Your answer should be the complete data, copied exactly.

Task material Block Start

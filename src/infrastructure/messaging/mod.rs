//! Click telemetry transport.
//!
//! Provides an [`EventChannel`] trait with two implementations:
//! - [`RedisStreamChannel`] - Redis Streams, one stream per partition
//! - [`InMemoryEventChannel`] - in-process, used in tests and when Redis is not configured
//!
//! and the [`TelemetryPublisher`] that delivers click events over it.

mod channel;
mod memory_channel;
mod partitioner;
mod publisher;
mod redis_channel;

pub use channel::{ChannelError, EventChannel, ProducerRecord, RecordMetadata, SendOutcome};
pub use memory_channel::{InMemoryEventChannel, StoredRecord};
pub use partitioner::{murmur2, partition_for};
pub use publisher::{DeliveryFuture, DeliveryState, PublishError, TelemetryPublisher};
pub use redis_channel::{RedisStreamChannel, ReplicaAcks};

Task material Block End

Problem solution:
filename src/infrastructure/messaging/mod.rs
//! Click telemetry transport.
//!
//! Provides an [`EventChannel`] trait with two implementations:
//! - [`RedisStreamChannel`] - Redis Streams, one stream per partition
//! - [`InMemoryEventChannel`] - in-process, used in tests and when Redis is not configured
//!
//! and the [`TelemetryPublisher`] that delivers click events over it.

mod channel;
mod memory_channel;
mod partitioner;
mod publisher;
mod redis_channel;

pub use channel::{ChannelError, EventChannel, ProducerRecord, RecordMetadata, SendOutcome};
pub use memory_channel::{InMemoryEventChannel, StoredRecord};
pub use partitioner::{murmur2, partition_for};
pub use publisher::{DeliveryFuture, DeliveryState, PublishError, TelemetryPublisher};
pub use redis_channel::{RedisStreamChannel, ReplicaAcks};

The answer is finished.